There is a global, and effective, convention (well, several) by which people can notify the appropriate ISP that someone appears to have a worm/virus and needs to get a 'talking to'.

If you know who the ISP is, bounce a copy of the spam to '[EMAIL PROTECTED]' and someone appropriate will deliver that 'talking to' (and technical support to help remove the worm, as appropriate.

If you aren't sure of the source of the spam in other cases, the trick is to ask your own ISP for help in advising the ISP concerned, and/or use a tool like 'SpamCop' to do an automatic determination-and-notification for you. (http://www.spamcop.net/anonsignup.shtml)

Internode offers free-of-charge virus and spam filtering to its customer base, but there are plenty of other ways that an insufficiently 'protected' windows user can pick up a 'bug' - including files handed to them by others, and clicking into sufficiently...cough... 'interesting' web sites with code in them to exploit one of the hundreds of serious bugs in Windows Internet Explorer.

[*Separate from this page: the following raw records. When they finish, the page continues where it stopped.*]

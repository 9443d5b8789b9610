//! Reader for instance files in the course `.dat` format.
//!
//! The layout is line oriented: the courier count, the item count, the
//! courier loads, the item sizes, then one distance row per location with
//! the depot last. Values on a line are separated by whitespace and blank
//! lines are ignored.

use std::str::FromStr;

use courier_core::{Instance, InstanceValidationError};
use thiserror::Error;

/// Reasons a `.dat` document is rejected.
#[derive(Debug, Clone, PartialEq, Eq, Error)]
pub enum DatError {
    /// The document ended early.
    #[error("expected {what}, found end of file")]
    MissingLine {
        /// What the next line should have held.
        what: &'static str,
    },
    /// A token is not a non-negative integer.
    #[error("line {line}: `{token}` is not a non-negative integer")]
    InvalidNumber {
        /// One-based line number.
        line: usize,
        /// Offending token.
        token: String,
    },
    /// A line holds the wrong number of values.
    #[error("line {line}: expected {expected} values, found {found}")]
    WrongCount {
        /// One-based line number.
        line: usize,
        /// Values required.
        expected: usize,
        /// Values present.
        found: usize,
    },
    /// Content follows the last distance row.
    #[error("line {line}: unexpected content after the distance matrix")]
    TrailingContent {
        /// One-based line number.
        line: usize,
    },
    /// The values parse but do not form a valid instance.
    #[error(transparent)]
    Invalid(#[from] InstanceValidationError),
}

type Line<'a> = (usize, &'a str);

/// Parse a `.dat` document into a validated [`Instance`].
///
/// # Errors
///
/// Returns a [`DatError`] describing the first problem found.
pub fn parse_instance(text: &str) -> Result<Instance, DatError> {
    let mut lines = text
        .lines()
        .enumerate()
        .map(|(index, content)| (index + 1, content.trim()))
        .filter(|(_, content)| !content.is_empty());

    let couriers = single(next_line(&mut lines, "the courier count")?)?;
    let items = single(next_line(&mut lines, "the item count")?)?;
    let loads = row(next_line(&mut lines, "the courier loads")?, couriers)?;
    let sizes = row(next_line(&mut lines, "the item sizes")?, items)?;
    let distances = (0..=items)
        .map(|_| row(next_line(&mut lines, "a distance row")?, items + 1))
        .collect::<Result<Vec<Vec<u64>>, DatError>>()?;
    if let Some((line, _)) = lines.next() {
        return Err(DatError::TrailingContent { line });
    }
    Ok(Instance::new(loads, sizes, distances)?)
}

fn next_line<'a>(
    lines: &mut impl Iterator<Item = Line<'a>>,
    what: &'static str,
) -> Result<Line<'a>, DatError> {
    lines.next().ok_or(DatError::MissingLine { what })
}

fn values<T: FromStr>((line, content): Line<'_>) -> Result<Vec<T>, DatError> {
    content
        .split_whitespace()
        .map(|token| {
            token.parse().map_err(|_| DatError::InvalidNumber {
                line,
                token: token.to_owned(),
            })
        })
        .collect()
}

fn row<T: FromStr>(line: Line<'_>, expected: usize) -> Result<Vec<T>, DatError> {
    let parsed = values(line)?;
    if parsed.len() == expected {
        Ok(parsed)
    } else {
        Err(DatError::WrongCount {
            line: line.0,
            expected,
            found: parsed.len(),
        })
    }
}

fn single(line: Line<'_>) -> Result<usize, DatError> {
    let mut parsed = row(line, 1)?;
    Ok(parsed.pop().unwrap_or_default())
}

Until we live in the fine world where people use Firefox or Safari instead of "IE" and everyone else has moved to a Macintosh, this sort of pain will persist at a low level in the Internet... and the above is the manner in which you can take useful individual action to help to reduce the effects of same.

Regards,
Simon

Terry Neumann wrote:


Greetings fellow soaring people,

I may be alone in this, but I seem to keep on receiving daily little treasures of unwanted spam and thinly disguised virus attacks. Usually it is limited to three or four per day, but it is as annoying as it is frustrating. Sometimes the "sender" is a hotmail address, at other times it suggest a more legitimate sender whose address is being "used". It has been been a pretty regular event since the great spam attack on this list earlier this year.

Why then raise this matter on this list?

The common factor in all of them is a reference to our much appreciated ISP who so generously makes this list possible.

Here is a snippet from my Mailwasher log in respect of one of the more recent gifts:

"[Mailman Site List] Re: document - <[EMAIL PROTECTED]>"

Here is the "content" of yet another message received tonight:

You got a new message.


++++ Attachment: No Virus found ++++ F-Secure AntiVirus - www.f-secure.com




=========================================================================== _______________________________________________ Mailman site list [EMAIL PROTECTED] http://lists.internode.on.net/mailman/listinfo/mailman

If I am the only recipient, then it's surely my problem and mine alone.

If others on the list are also being favoured with similar presentations, then I wonder if there is something which might be able to be done on a higher level.